> Data under study
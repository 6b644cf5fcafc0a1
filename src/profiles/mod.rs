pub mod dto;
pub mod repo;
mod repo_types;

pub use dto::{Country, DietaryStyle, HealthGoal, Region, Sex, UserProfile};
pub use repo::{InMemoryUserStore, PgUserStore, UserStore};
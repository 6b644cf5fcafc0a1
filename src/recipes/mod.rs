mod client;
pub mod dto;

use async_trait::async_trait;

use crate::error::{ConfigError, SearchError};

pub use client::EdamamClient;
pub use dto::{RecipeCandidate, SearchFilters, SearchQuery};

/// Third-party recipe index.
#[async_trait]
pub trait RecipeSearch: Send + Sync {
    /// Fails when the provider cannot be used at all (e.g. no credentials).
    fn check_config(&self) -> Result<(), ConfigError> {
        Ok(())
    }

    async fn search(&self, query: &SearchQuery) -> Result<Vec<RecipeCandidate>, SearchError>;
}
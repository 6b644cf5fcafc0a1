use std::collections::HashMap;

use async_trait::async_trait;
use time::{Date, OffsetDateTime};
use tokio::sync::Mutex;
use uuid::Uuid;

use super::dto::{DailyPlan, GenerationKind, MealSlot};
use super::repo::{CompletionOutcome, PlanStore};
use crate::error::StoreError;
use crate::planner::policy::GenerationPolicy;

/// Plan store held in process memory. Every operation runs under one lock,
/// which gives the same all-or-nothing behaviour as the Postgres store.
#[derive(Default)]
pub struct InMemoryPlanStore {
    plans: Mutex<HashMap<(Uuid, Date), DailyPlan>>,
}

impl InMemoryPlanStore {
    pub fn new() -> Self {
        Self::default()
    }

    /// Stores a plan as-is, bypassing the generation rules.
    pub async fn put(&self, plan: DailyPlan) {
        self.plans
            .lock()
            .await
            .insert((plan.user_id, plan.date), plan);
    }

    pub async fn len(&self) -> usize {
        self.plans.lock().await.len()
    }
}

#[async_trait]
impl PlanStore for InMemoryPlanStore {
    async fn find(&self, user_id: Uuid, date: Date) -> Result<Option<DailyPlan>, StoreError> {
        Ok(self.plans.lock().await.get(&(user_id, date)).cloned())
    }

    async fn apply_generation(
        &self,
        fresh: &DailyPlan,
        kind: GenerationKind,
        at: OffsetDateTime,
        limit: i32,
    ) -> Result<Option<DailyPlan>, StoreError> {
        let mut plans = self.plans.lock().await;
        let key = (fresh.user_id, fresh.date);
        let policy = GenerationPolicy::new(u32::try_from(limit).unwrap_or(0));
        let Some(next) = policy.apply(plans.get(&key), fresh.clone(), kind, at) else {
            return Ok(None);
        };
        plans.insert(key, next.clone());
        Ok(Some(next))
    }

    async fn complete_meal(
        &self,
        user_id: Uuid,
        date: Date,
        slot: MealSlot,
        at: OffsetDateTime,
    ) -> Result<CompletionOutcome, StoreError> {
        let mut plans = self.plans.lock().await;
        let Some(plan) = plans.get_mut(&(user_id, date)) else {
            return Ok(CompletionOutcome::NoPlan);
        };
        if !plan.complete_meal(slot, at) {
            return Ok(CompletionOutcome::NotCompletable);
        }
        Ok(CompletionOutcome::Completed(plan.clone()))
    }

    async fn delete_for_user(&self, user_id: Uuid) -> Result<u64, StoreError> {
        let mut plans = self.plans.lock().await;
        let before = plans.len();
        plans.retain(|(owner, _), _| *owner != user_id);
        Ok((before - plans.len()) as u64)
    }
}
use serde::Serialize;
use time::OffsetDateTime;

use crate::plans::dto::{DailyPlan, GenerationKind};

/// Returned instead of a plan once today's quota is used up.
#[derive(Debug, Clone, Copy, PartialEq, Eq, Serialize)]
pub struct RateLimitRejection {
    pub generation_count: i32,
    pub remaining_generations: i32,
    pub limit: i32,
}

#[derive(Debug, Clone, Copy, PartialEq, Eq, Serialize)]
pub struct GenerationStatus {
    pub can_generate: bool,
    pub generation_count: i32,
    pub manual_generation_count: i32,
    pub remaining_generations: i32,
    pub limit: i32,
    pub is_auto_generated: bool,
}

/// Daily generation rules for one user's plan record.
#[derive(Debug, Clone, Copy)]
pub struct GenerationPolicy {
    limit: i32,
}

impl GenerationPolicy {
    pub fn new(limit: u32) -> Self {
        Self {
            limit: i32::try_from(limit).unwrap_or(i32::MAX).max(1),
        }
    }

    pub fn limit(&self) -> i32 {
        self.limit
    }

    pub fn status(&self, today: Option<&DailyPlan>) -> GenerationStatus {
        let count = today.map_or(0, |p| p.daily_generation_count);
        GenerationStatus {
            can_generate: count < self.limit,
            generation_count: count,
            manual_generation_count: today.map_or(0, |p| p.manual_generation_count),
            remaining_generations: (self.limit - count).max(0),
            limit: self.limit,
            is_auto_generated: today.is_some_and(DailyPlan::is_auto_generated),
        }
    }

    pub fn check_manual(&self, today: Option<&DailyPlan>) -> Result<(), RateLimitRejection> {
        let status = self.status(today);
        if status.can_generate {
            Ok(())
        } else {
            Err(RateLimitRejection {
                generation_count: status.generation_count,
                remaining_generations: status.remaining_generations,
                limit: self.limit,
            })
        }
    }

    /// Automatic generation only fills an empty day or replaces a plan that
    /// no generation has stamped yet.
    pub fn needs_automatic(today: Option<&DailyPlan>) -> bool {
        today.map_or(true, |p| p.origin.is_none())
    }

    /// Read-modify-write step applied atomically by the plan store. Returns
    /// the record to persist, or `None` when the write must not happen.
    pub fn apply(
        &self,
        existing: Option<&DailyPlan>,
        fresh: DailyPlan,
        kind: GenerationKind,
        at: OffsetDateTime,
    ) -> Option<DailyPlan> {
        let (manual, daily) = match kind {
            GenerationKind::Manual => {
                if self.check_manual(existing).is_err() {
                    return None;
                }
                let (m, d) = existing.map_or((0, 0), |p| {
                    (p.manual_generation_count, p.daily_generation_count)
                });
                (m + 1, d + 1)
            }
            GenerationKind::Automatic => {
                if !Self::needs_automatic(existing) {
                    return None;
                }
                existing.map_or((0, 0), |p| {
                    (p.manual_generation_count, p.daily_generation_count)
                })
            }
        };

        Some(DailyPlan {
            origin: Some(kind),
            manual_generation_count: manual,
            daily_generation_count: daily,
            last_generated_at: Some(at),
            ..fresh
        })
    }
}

--

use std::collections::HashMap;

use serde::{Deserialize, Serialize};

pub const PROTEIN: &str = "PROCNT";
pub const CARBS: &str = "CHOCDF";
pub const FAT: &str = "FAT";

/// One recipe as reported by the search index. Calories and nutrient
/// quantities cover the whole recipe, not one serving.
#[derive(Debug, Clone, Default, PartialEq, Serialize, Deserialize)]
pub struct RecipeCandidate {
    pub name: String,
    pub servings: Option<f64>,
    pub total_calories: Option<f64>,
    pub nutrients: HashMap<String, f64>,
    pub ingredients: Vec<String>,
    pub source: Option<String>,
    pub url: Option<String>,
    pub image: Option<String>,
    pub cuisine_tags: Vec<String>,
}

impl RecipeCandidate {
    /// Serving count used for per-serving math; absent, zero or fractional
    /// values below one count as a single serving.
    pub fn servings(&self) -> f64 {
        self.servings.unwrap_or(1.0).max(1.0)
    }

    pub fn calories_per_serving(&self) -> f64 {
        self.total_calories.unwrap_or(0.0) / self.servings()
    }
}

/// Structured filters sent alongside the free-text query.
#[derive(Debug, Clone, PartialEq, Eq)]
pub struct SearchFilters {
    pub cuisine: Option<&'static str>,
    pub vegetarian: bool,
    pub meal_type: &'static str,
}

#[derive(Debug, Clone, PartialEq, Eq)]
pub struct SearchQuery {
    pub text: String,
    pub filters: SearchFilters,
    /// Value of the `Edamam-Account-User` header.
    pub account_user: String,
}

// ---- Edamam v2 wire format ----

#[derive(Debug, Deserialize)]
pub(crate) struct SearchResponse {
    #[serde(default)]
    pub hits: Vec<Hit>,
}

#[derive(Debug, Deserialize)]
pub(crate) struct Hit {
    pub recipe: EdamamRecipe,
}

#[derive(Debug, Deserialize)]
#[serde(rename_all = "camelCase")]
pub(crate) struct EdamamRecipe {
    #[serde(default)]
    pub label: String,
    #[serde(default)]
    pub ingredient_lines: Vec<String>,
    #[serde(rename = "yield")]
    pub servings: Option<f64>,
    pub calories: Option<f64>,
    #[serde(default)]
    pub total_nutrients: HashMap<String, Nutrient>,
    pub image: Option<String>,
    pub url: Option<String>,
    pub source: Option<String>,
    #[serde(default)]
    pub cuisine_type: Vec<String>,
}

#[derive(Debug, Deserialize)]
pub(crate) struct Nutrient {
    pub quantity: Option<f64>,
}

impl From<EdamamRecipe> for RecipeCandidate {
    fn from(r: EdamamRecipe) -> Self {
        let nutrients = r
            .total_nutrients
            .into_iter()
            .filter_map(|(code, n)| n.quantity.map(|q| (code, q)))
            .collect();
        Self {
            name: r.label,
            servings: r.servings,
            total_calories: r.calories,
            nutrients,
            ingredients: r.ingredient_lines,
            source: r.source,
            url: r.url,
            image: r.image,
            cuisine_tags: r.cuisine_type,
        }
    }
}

---

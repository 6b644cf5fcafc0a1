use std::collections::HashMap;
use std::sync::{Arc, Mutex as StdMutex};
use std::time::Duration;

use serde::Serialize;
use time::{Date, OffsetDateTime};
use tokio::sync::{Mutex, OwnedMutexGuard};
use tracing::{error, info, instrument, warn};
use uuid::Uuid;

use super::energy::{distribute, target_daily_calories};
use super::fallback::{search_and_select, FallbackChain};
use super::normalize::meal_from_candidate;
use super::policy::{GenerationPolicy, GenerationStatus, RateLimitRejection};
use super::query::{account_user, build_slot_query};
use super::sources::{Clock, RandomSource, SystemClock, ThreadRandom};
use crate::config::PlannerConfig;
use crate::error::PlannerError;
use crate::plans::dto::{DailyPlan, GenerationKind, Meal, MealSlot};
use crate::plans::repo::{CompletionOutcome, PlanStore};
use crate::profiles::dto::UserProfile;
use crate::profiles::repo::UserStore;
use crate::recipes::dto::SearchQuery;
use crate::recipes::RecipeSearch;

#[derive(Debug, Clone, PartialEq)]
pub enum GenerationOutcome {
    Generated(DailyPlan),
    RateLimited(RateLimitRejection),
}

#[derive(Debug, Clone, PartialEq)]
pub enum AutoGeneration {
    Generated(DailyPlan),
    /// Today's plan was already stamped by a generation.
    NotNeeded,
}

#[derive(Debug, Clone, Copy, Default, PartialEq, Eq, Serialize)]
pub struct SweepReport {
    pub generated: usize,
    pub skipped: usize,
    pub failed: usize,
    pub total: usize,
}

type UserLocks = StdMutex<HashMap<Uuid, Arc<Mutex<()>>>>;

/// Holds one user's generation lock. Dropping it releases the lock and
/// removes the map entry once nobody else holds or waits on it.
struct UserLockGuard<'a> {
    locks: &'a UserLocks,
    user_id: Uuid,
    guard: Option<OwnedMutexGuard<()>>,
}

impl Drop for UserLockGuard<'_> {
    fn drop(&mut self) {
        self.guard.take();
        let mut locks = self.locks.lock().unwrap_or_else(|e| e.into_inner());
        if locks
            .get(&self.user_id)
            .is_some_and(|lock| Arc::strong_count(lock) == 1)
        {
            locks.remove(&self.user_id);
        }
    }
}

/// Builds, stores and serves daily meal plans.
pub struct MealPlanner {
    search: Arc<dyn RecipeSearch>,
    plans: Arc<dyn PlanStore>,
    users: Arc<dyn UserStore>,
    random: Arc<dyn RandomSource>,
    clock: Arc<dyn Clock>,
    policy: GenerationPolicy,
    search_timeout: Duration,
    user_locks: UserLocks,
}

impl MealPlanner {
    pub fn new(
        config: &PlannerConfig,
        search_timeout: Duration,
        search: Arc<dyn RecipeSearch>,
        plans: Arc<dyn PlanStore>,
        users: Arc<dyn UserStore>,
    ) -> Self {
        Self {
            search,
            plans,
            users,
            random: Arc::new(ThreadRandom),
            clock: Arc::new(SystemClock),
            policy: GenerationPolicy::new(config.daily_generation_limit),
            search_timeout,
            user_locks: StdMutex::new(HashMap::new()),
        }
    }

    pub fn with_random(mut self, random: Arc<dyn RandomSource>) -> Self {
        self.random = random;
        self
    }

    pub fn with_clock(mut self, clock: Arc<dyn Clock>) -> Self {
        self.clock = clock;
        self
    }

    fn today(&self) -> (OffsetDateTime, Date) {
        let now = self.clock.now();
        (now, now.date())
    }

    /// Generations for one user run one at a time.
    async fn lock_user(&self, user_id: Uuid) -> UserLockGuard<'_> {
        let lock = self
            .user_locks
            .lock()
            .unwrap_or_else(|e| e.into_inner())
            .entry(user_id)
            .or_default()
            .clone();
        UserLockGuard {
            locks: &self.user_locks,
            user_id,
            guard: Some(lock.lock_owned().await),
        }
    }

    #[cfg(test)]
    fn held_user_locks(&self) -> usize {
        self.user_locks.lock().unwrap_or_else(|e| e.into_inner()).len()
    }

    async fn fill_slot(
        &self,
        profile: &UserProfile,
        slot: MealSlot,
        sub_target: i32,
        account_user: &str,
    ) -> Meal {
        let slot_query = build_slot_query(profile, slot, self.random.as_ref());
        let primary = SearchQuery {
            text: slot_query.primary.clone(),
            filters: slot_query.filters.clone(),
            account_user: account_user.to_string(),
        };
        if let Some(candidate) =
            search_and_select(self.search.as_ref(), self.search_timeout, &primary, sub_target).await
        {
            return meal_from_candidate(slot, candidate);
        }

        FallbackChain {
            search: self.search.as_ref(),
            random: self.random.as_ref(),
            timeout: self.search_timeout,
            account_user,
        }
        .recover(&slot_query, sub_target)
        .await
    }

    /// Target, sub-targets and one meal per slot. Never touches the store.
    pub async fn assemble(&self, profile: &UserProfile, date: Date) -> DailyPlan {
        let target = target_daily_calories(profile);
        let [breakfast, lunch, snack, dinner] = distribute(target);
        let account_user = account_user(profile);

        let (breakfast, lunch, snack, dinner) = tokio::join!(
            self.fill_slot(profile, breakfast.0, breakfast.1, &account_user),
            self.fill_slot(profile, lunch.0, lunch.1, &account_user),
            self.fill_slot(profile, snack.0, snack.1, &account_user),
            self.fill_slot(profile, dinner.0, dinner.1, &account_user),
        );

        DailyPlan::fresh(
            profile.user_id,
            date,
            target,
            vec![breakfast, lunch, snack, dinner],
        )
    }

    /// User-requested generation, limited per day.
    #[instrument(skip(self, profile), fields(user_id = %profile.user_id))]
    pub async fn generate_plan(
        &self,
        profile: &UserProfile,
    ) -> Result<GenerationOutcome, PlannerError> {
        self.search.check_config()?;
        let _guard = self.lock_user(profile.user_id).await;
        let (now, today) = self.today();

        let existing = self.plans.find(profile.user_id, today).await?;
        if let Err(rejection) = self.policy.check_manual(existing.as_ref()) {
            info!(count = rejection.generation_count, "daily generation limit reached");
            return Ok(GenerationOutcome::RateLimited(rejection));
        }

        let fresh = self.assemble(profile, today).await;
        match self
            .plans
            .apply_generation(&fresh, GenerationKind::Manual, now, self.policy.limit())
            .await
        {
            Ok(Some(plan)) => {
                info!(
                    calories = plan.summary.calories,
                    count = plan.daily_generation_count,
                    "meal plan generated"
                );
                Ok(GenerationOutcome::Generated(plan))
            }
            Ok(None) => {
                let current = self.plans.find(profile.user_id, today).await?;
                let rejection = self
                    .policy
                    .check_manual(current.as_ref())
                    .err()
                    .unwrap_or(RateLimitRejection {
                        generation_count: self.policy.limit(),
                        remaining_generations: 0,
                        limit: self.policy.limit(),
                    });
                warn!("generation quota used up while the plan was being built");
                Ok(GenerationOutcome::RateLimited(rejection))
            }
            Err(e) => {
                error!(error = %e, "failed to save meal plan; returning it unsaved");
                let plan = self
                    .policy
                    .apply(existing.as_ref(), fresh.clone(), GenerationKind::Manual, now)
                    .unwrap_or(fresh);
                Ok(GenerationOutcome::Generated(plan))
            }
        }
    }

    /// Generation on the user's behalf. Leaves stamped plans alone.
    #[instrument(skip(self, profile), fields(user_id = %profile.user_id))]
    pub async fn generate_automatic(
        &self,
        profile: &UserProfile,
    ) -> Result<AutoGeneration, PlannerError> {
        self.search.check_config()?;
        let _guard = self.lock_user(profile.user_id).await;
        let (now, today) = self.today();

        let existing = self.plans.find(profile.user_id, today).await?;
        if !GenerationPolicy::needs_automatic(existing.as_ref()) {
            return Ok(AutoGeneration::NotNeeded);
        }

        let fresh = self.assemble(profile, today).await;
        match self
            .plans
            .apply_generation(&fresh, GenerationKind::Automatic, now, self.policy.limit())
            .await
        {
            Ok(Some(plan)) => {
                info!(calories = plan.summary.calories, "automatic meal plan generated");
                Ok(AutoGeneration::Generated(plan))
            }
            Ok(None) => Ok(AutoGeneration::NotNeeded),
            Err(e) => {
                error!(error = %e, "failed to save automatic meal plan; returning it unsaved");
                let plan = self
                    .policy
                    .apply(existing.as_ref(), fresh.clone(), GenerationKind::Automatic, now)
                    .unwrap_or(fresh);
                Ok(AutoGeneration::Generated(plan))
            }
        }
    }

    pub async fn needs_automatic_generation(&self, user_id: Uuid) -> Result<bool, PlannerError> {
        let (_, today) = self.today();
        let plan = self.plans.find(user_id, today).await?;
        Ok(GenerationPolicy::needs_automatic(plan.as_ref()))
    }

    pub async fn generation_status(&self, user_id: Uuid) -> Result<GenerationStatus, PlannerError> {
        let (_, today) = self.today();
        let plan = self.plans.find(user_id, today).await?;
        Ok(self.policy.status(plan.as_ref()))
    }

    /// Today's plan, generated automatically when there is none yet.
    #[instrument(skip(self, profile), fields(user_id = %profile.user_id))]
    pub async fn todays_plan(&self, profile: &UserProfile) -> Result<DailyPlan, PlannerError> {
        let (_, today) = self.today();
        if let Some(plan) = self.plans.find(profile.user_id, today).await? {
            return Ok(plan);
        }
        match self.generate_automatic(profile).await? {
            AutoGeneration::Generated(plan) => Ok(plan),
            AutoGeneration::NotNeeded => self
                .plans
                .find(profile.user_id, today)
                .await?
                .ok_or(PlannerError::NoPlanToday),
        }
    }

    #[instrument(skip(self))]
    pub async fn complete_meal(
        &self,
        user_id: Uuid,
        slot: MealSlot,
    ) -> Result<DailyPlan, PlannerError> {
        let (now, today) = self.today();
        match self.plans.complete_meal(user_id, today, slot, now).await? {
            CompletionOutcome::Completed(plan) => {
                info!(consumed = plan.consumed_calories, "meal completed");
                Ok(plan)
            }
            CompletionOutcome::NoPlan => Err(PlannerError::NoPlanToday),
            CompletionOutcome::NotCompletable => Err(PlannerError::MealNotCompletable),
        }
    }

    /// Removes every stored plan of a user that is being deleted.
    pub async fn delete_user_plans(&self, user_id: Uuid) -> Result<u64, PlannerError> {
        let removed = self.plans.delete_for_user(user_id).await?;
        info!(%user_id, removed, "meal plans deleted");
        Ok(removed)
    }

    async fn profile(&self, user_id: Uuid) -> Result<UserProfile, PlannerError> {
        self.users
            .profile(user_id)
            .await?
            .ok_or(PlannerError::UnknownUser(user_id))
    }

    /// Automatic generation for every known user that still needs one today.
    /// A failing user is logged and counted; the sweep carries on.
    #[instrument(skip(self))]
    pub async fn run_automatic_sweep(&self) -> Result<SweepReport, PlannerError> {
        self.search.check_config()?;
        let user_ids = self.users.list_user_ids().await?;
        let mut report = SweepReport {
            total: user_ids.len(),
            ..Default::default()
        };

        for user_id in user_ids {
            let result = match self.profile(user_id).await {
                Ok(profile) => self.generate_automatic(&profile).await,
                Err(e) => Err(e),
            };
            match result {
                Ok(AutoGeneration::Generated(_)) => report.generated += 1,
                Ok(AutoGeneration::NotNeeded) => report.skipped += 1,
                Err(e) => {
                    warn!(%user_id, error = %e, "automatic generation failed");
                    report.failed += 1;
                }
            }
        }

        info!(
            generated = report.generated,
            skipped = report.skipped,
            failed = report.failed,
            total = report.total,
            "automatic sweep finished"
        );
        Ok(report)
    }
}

> Your task
A single figure, please: the number of lines in the data that hold the string "removed".

> Expected answer
3